### Extracted records:
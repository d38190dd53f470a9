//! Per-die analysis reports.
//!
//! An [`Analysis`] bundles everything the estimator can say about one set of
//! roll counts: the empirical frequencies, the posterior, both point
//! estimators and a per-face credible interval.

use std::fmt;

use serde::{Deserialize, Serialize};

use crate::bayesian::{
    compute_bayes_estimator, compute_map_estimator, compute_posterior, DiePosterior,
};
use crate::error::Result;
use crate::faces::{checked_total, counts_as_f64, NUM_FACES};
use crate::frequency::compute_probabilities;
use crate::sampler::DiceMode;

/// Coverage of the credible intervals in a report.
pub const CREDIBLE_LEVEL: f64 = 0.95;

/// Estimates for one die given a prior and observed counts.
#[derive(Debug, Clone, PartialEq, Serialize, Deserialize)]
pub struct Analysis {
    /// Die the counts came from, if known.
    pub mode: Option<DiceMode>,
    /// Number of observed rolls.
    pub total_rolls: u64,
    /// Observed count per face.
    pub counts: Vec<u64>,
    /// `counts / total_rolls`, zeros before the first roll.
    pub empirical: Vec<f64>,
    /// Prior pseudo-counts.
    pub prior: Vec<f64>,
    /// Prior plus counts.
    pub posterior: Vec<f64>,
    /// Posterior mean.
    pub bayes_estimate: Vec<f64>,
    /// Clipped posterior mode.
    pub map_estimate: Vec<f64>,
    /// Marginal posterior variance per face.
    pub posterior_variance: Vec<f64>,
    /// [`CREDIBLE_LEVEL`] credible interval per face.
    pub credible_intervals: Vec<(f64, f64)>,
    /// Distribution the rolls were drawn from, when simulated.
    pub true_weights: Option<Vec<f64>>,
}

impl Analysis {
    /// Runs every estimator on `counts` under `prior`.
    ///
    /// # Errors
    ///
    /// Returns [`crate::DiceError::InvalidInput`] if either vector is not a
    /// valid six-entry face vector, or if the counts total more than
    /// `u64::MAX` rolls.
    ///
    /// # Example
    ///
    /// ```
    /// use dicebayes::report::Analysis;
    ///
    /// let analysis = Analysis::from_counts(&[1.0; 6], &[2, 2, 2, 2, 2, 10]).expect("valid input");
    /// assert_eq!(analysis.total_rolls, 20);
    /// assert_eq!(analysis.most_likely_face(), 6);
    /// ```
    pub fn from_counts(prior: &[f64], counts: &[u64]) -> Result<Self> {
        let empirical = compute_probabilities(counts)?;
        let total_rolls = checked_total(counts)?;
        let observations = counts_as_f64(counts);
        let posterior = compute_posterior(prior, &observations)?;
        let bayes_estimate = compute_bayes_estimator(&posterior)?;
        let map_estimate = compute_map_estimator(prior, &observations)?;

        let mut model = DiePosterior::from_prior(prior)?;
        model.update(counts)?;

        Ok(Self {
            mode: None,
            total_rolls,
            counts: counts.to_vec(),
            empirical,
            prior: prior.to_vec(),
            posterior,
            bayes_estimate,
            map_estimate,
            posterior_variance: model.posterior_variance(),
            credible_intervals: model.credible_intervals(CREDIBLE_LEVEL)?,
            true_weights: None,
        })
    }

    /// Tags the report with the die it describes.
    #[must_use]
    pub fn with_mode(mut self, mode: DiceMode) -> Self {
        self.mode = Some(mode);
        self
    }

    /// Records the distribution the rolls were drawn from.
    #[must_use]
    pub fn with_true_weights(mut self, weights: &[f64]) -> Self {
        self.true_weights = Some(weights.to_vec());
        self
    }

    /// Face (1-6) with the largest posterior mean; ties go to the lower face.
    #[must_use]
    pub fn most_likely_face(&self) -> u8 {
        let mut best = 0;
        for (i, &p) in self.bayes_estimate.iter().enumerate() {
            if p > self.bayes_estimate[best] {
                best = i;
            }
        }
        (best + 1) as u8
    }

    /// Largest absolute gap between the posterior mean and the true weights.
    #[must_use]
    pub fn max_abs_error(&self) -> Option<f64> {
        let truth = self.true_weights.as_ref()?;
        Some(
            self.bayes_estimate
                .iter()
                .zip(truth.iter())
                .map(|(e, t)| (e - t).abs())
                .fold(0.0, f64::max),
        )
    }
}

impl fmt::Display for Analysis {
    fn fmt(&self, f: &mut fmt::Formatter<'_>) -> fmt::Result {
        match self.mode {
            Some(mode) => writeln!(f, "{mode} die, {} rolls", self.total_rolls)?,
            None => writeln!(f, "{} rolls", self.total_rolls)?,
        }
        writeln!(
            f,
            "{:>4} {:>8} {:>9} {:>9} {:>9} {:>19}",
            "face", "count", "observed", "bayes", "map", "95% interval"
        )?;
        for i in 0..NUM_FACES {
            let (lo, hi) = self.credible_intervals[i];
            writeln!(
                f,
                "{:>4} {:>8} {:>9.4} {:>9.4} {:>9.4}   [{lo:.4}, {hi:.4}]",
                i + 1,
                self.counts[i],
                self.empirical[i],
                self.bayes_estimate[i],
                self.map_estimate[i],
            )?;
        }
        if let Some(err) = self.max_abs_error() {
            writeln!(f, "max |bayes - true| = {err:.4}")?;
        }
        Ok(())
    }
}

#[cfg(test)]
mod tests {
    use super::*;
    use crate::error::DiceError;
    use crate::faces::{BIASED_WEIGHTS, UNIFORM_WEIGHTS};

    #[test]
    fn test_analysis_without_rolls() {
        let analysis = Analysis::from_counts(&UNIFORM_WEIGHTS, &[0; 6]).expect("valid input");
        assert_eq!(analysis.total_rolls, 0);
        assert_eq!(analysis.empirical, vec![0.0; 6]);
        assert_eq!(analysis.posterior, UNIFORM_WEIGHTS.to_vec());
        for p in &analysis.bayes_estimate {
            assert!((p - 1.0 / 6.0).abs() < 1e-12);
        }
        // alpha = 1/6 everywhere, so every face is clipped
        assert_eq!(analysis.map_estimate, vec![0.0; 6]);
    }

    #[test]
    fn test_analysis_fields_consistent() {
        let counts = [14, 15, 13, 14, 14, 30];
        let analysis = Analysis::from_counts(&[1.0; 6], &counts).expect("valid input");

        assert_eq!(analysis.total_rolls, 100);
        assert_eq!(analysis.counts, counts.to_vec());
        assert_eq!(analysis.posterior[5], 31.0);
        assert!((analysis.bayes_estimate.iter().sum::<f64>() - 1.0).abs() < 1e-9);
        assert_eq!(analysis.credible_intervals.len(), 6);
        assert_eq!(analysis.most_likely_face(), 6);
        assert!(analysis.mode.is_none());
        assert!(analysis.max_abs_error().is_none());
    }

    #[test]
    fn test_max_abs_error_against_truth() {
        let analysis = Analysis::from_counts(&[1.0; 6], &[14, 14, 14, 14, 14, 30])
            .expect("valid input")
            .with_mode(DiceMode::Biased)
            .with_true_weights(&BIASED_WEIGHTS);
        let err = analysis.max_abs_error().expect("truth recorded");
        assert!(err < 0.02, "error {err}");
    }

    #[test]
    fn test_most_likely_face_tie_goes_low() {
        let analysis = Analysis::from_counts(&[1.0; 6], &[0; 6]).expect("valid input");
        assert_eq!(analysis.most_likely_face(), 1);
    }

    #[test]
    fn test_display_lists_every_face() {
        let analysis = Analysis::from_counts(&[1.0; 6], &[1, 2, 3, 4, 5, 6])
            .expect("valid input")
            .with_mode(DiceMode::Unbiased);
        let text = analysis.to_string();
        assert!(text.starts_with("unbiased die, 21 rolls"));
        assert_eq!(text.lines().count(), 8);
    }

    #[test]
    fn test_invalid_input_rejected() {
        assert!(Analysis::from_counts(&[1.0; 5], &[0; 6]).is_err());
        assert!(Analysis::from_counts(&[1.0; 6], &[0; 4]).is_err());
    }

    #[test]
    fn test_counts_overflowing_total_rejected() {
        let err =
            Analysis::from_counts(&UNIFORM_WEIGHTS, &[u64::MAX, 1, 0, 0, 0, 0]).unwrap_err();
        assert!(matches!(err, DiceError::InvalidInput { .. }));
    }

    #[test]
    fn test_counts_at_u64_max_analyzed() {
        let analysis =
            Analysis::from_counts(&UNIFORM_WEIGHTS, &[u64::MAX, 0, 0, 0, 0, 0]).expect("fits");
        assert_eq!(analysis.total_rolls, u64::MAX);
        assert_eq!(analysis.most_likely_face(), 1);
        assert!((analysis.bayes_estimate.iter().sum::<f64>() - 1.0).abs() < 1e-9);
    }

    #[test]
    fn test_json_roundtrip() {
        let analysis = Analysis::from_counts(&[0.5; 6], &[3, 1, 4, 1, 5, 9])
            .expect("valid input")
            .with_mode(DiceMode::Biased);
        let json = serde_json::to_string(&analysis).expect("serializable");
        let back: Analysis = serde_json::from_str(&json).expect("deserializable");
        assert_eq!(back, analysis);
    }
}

### Work task:
Using the data above, establish how many lines include the word "DiePosterior"; the reply is that number only.

### Finished exercise:
2